▸ Data records:
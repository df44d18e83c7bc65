//! Command execution
//!
//! Runs a parsed [`Command`] against the engine and returns the text to print.

use crate::audit::{ActorId, AuditAction, AuditQuery};
use crate::commands::Command;
use crate::commands::parser::parse_assignments;
use crate::crud::sql::Page;
use crate::crud::{CrudEngine, ListQuery};
use crate::db::identifier::{Identifier, TableName};
use crate::db::postgres::PostgresProvider;
use crate::db::record::RecordSnapshot;
use crate::error::{CommandError, Result};
use crate::render::{OutputFormat, render, render_record};

/// One console session: engine, connection scope and acting admin
pub struct Console {
    engine: CrudEngine,
    db: PostgresProvider,
    actor: Option<ActorId>,
    page_size: u64,
    format: OutputFormat,
}

impl Console {
    pub fn new(
        engine: CrudEngine,
        db: PostgresProvider,
        actor: Option<ActorId>,
        page_size: u64,
        format: OutputFormat,
    ) -> Self {
        Self {
            engine,
            db,
            actor,
            page_size: page_size.max(1),
            format,
        }
    }

    /// Execute a command and return its output
    pub async fn execute(&mut self, command: Command) -> Result<String> {
        // Rejected before anything touches the database.
        if command.is_write() && self.actor.is_none() {
            return Err(CommandError::MissingActor.into());
        }
        let actor = self.actor;

        match command {
            Command::Tables => Ok(self.tables()),

            Command::Describe { table } => self.describe(&table),

            Command::List {
                table,
                filter,
                page,
                page_size,
                all,
            } => {
                let table = Identifier::parse(&table)?;
                let filter = filter.filter(|f| !f.is_empty());
                let page = (!all).then(|| Page::new(page, page_size.unwrap_or(self.page_size)));
                self.list(&table, filter, page).await
            }

            Command::Show { table, key } => {
                let table = Identifier::parse(&table)?;
                let record = self.engine.fetch(&self.db, &table, &key).await?;
                Ok(self.single(&table, &record))
            }

            Command::Insert { table, fields } => {
                let table = Identifier::parse(&table)?;
                let fields = parse_assignments(&fields)?;
                let actor = actor.ok_or(CommandError::MissingActor)?;
                let id = self
                    .engine
                    .insert(&mut self.db, actor, &table, &fields)
                    .await?;
                Ok(match id {
                    Some(id) => format!("Inserted into {} with key {}", table, id),
                    None => format!("Inserted into {}", table),
                })
            }

            Command::Update { table, key, fields } => {
                let table = Identifier::parse(&table)?;
                let fields = parse_assignments(&fields)?;
                let actor = actor.ok_or(CommandError::MissingActor)?;
                let outcome = self
                    .engine
                    .update_by_key(&mut self.db, actor, &table, &key, &fields)
                    .await?;
                let changed = outcome.changed_columns();
                let summary = if changed.is_empty() {
                    format!("Updated {} {} (no values changed)", table, key)
                } else {
                    format!("Updated {} {}: {}", table, key, changed.join(", "))
                };
                Ok(format!("{}\n{}", summary, self.single(&table, &outcome.after)))
            }

            Command::Delete { table, key } => {
                let table = Identifier::parse(&table)?;
                let actor = actor.ok_or(CommandError::MissingActor)?;
                let removed = self
                    .engine
                    .delete_by_key(&mut self.db, actor, &table, &key)
                    .await?;
                Ok(format!(
                    "Deleted {} {}\n{}",
                    table,
                    key,
                    self.single(&table, &removed)
                ))
            }

            Command::Audit {
                table,
                action,
                by,
                limit,
            } => {
                let query = AuditQuery {
                    table: table.as_deref().map(Identifier::parse).transpose()?,
                    action: action
                        .as_deref()
                        .map(str::parse::<AuditAction>)
                        .transpose()
                        .map_err(CommandError::InvalidArgument)?,
                    actor: by.map(ActorId),
                    limit,
                };
                let entries = self
                    .engine
                    .audit()
                    .recent(self.db.client(), &query)
                    .await?;
                let rows: Vec<RecordSnapshot> = entries.iter().map(|e| e.to_snapshot()).collect();
                let columns: Vec<&str> = rows
                    .first()
                    .map(|r| r.columns().collect())
                    .unwrap_or_else(|| AUDIT_COLUMNS.to_vec());
                Ok(render(self.format, &columns, &rows))
            }

            Command::InitAudit => {
                self.engine.audit().ensure_table(self.db.client()).await?;
                Ok(format!("Audit table {} is ready", self.engine.audit().table()))
            }
        }
    }

    fn tables(&self) -> String {
        let mut out = String::new();
        for schema in self.engine.registry().tables() {
            let key = schema
                .primary_key()
                .map(|pk| pk.name.to_string())
                .unwrap_or_else(|| "-".to_string());
            out.push_str(&format!("{} (key: {})\n", schema.name, key));
        }
        out
    }

    fn describe(&self, table: &str) -> Result<String> {
        let table = Identifier::parse(table)?;
        let schema = self.engine.schema(&table)?;
        let rows: Vec<RecordSnapshot> = schema
            .columns
            .iter()
            .map(|c| {
                RecordSnapshot::new(vec![
                    ("column".to_string(), Some(c.name.to_string())),
                    ("type".to_string(), Some(c.data_type.display_name())),
                    (
                        "key".to_string(),
                        Some((if c.is_primary_key { "PK" } else { "" }).to_string()),
                    ),
                ])
            })
            .collect();
        Ok(render(self.format, &["column", "type", "key"], &rows))
    }

    async fn list(
        &self,
        table: &TableName,
        filter: Option<String>,
        page: Option<Page>,
    ) -> Result<String> {
        let schema = self.engine.schema(table)?;
        let query = ListQuery { filter, page };
        let rows = self.engine.list(&self.db, table, &query).await?;
        let mut out = render(self.format, &schema.column_names(), &rows);

        // Page footer only in table output; csv/json stay machine-readable.
        if let (Some(page), OutputFormat::Table) = (page, self.format) {
            let total = self
                .engine
                .count(&self.db, table, query.filter.as_deref())
                .await?;
            out.push_str(&format!(
                "page {}/{} ({} rows)\n",
                page.number,
                Page::count_for(total, page.size),
                total
            ));
        }
        Ok(out)
    }

    fn single(&self, table: &TableName, record: &RecordSnapshot) -> String {
        match self.format {
            OutputFormat::Table => render_record(record),
            format => {
                let columns: Vec<&str> = match self.engine.schema(table) {
                    Ok(schema) => schema.column_names(),
                    Err(_) => record.columns().collect(),
                };
                render(format, &columns, std::slice::from_ref(record))
            }
        }
    }
}

const AUDIT_COLUMNS: [&str; 5] = ["timestamp", "admin_id", "action", "table_name", "record_id"];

▸ Task statement: Restate all entries above verbatim.

▸ Final answer:
repository df44d18e83c7bc65
//! Command execution
//!
//! Runs a parsed [`Command`] against the engine and returns the text to print.

use crate::audit::{ActorId, AuditAction, AuditQuery};
use crate::commands::Command;
use crate::commands::parser::parse_assignments;
use crate::crud::sql::Page;
use crate::crud::{CrudEngine, ListQuery};
use crate::db::identifier::{Identifier, TableName};
use crate::db::postgres::PostgresProvider;
use crate::db::record::RecordSnapshot;
use crate::error::{CommandError, Result};
use crate::render::{OutputFormat, render, render_record};

/// One console session: engine, connection scope and acting admin
pub struct Console {
    engine: CrudEngine,
    db: PostgresProvider,
    actor: Option<ActorId>,
    page_size: u64,
    format: OutputFormat,
}

impl Console {
    pub fn new(
        engine: CrudEngine,
        db: PostgresProvider,
        actor: Option<ActorId>,
        page_size: u64,
        format: OutputFormat,
    ) -> Self {
        Self {
            engine,
            db,
            actor,
            page_size: page_size.max(1),
            format,
        }
    }

    /// Execute a command and return its output
    pub async fn execute(&mut self, command: Command) -> Result<String> {
        // Rejected before anything touches the database.
        if command.is_write() && self.actor.is_none() {
            return Err(CommandError::MissingActor.into());
        }
        let actor = self.actor;

        match command {
            Command::Tables => Ok(self.tables()),

            Command::Describe { table } => self.describe(&table),

            Command::List {
                table,
                filter,
                page,
                page_size,
                all,
            } => {
                let table = Identifier::parse(&table)?;
                let filter = filter.filter(|f| !f.is_empty());
                let page = (!all).then(|| Page::new(page, page_size.unwrap_or(self.page_size)));
                self.list(&table, filter, page).await
            }

            Command::Show { table, key } => {
                let table = Identifier::parse(&table)?;
                let record = self.engine.fetch(&self.db, &table, &key).await?;
                Ok(self.single(&table, &record))
            }

            Command::Insert { table, fields } => {
                let table = Identifier::parse(&table)?;
                let fields = parse_assignments(&fields)?;
                let actor = actor.ok_or(CommandError::MissingActor)?;
                let id = self
                    .engine
                    .insert(&mut self.db, actor, &table, &fields)
                    .await?;
                Ok(match id {
                    Some(id) => format!("Inserted into {} with key {}", table, id),
                    None => format!("Inserted into {}", table),
                })
            }

            Command::Update { table, key, fields } => {
                let table = Identifier::parse(&table)?;
                let fields = parse_assignments(&fields)?;
                let actor = actor.ok_or(CommandError::MissingActor)?;
                let outcome = self
                    .engine
                    .update_by_key(&mut self.db, actor, &table, &key, &fields)
                    .await?;
                let changed = outcome.changed_columns();
                let summary = if changed.is_empty() {
                    format!("Updated {} {} (no values changed)", table, key)
                } else {
                    format!("Updated {} {}: {}", table, key, changed.join(", "))
                };
                Ok(format!("{}\n{}", summary, self.single(&table, &outcome.after)))
            }

            Command::Delete { table, key } => {
                let table = Identifier::parse(&table)?;
                let actor = actor.ok_or(CommandError::MissingActor)?;
                let removed = self
                    .engine
                    .delete_by_key(&mut self.db, actor, &table, &key)
                    .await?;
                Ok(format!(
                    "Deleted {} {}\n{}",
                    table,
                    key,
                    self.single(&table, &removed)
                ))
            }

            Command::Audit {
                table,
                action,
                by,
                limit,
            } => {
                let query = AuditQuery {
                    table: table.as_deref().map(Identifier::parse).transpose()?,
                    action: action
                        .as_deref()
                        .map(str::parse::<AuditAction>)
                        .transpose()
                        .map_err(CommandError::InvalidArgument)?,
                    actor: by.map(ActorId),
                    limit,
                };
                let entries = self
                    .engine
                    .audit()
                    .recent(self.db.client(), &query)
                    .await?;
                let rows: Vec<RecordSnapshot> = entries.iter().map(|e| e.to_snapshot()).collect();
                let columns: Vec<&str> = rows
                    .first()
                    .map(|r| r.columns().collect())
                    .unwrap_or_else(|| AUDIT_COLUMNS.to_vec());
                Ok(render(self.format, &columns, &rows))
            }

            Command::InitAudit => {
                self.engine.audit().ensure_table(self.db.client()).await?;
                Ok(format!("Audit table {} is ready", self.engine.audit().table()))
            }
        }
    }

    fn tables(&self) -> String {
        let mut out = String::new();
        for schema in self.engine.registry().tables() {
            let key = schema
                .primary_key()
                .map(|pk| pk.name.to_string())
                .unwrap_or_else(|| "-".to_string());
            out.push_str(&format!("{} (key: {})\n", schema.name, key));
        }
        out
    }

    fn describe(&self, table: &str) -> Result<String> {
        let table = Identifier::parse(table)?;
        let schema = self.engine.schema(&table)?;
        let rows: Vec<RecordSnapshot> = schema
            .columns
            .iter()
            .map(|c| {
                RecordSnapshot::new(vec![
                    ("column".to_string(), Some(c.name.to_string())),
                    ("type".to_string(), Some(c.data_type.display_name())),
                    (
                        "key".to_string(),
                        Some((if c.is_primary_key { "PK" } else { "" }).to_string()),
                    ),
                ])
            })
            .collect();
        Ok(render(self.format, &["column", "type", "key"], &rows))
    }

    async fn list(
        &self,
        table: &TableName,
        filter: Option<String>,
        page: Option<Page>,
    ) -> Result<String> {
        let schema = self.engine.schema(table)?;
        let query = ListQuery { filter, page };
        let rows = self.engine.list(&self.db, table, &query).await?;
        let mut out = render(self.format, &schema.column_names(), &rows);

        // Page footer only in table output; csv/json stay machine-readable.
        if let (Some(page), OutputFormat::Table) = (page, self.format) {
            let total = self
                .engine
                .count(&self.db, table, query.filter.as_deref())
                .await?;
            out.push_str(&format!(
                "page {}/{} ({} rows)\n",
                page.number,
                Page::count_for(total, page.size),
                total
            ));
        }
        Ok(out)
    }

    fn single(&self, table: &TableName, record: &RecordSnapshot) -> String {
        match self.format {
            OutputFormat::Table => render_record(record),
            format => {
                let columns: Vec<&str> = match self.engine.schema(table) {
                    Ok(schema) => schema.column_names(),
                    Err(_) => record.columns().collect(),
                };
                render(format, &columns, std::slice::from_ref(record))
            }
        }
    }
}

const AUDIT_COLUMNS: [&str; 5] = ["timestamp", "admin_id", "action", "table_name", "record_id"];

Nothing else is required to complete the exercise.